Stored data

--------------------------------

//! Process-wide span helpers.

use tracing::{Span, span::Entered};

use crate::init::build_sha;

/// Guard that keeps the application-level span entered for the lifetime of the process.
pub struct GlobalContextGuard {
    _guard: Entered<'static>,
}

impl GlobalContextGuard {
    /// Enter the application-level tracing span for the lifetime of the guard.
    #[must_use]
    pub fn new(store: impl Into<String>) -> Self {
        let store = store.into();
        let span: &'static Span = Box::leak(Box::new(tracing::info_span!(
            "cairn",
            store = %store,
            build_sha = %build_sha()
        )));
        Self {
            _guard: span.enter(),
        }
    }
}
//! Environment probes for integration tests.

use std::path::Path;
use std::process::Command;

/// Returns `true` if a Docker daemon is reachable for integration tests.
#[must_use]
pub fn docker_available() -> bool {
    probe_docker(std::env::var("DOCKER_HOST").ok().as_deref())
}

fn probe_docker(host: Option<&str>) -> bool {
    match host {
        Some(host) => host
            .strip_prefix("unix://")
            .is_none_or(|socket| Path::new(socket).exists()),
        None => {
            Path::new("/var/run/docker.sock").exists()
                || Command::new("docker")
                    .arg("info")
                    .output()
                    .is_ok_and(|output| output.status.success())
        }
    }
}

/// Print a skip notice and report whether the suite should bail out.
#[must_use]
pub fn skip_without_docker(suite: &str) -> bool {
    if docker_available() {
        return false;
    }
    eprintln!("skipping {suite}: docker daemon unavailable");
    true
}

#[cfg(test)]
mod tests {
    use super::*;

    #[test]
    fn missing_unix_socket_is_unavailable() {
        assert!(!probe_docker(Some("unix:///definitely/missing.sock")));
    }

    #[test]
    fn tcp_hosts_are_trusted() {
        assert!(probe_docker(Some("tcp://127.0.0.1:2375")));
    }

    #[test]
    fn environment_probe_matches_explicit_probe() {
        let host = std::env::var("DOCKER_HOST").ok();
        assert_eq!(docker_available(), probe_docker(host.as_deref()));
    }
}
#![forbid(unsafe_code)]
#![warn(
    unused,
    unreachable_pub,
    clippy::all,
    clippy::pedantic,
    clippy::nursery,
    rustdoc::broken_intra_doc_links,
    rustdoc::bare_urls,
    missing_docs
)]

//! cairn application bootstrap wiring.
//!
//! Layout: `bootstrap.rs` (dependency construction, background tasks,
//! shutdown), `error.rs` (`AppError`).

/// Application bootstrap and background tasks.
pub mod bootstrap;
/// Application-level errors.
pub mod error;

pub use bootstrap::{Application, run_app};
pub use error::{AppError, AppResult};
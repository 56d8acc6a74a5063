#![forbid(unsafe_code)]
#![warn(
    unused,
    unreachable_pub,
    clippy::all,
    clippy::pedantic,
    clippy::nursery,
    rustdoc::broken_intra_doc_links,
    rustdoc::bare_urls,
    missing_docs
)]
#![allow(clippy::module_name_repetitions)]

//! Notification bus for entity lifecycle events.
//!
//! Every entity type owns one (created, edited) topic pair resolved through an
//! immutable [`TopicRegistry`] built at startup. The [`NotificationBus`] fans
//! notifications out over `tokio::broadcast`: publishing never awaits, each
//! subscriber observes notifications in publish order, and nothing is replayed
//! to subscribers that connect later.

pub mod error;
pub mod payloads;
pub mod routing;
pub mod topics;

pub use error::{NotificationDeliveryWarning, SubscriptionError, TopicRegistryError};
pub use payloads::{
    DEFAULT_BUS_CAPACITY, Delivery, LifecycleAction, MAX_BUS_CAPACITY, Notification,
    NotificationId,
};
pub use routing::{NotificationBus, Subscription};
pub use topics::{Topic, TopicFilter, TopicKind, TopicPair, TopicRegistry, TopicRegistryBuilder};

--------------------------------

EXERCISE DESCRIPTION. Which lines above include the word "that"? Show each one.

RESPONSE BELOW.
/// Guard that keeps the application-level span entered for the lifetime of the process.
//! to subscribers that connect later.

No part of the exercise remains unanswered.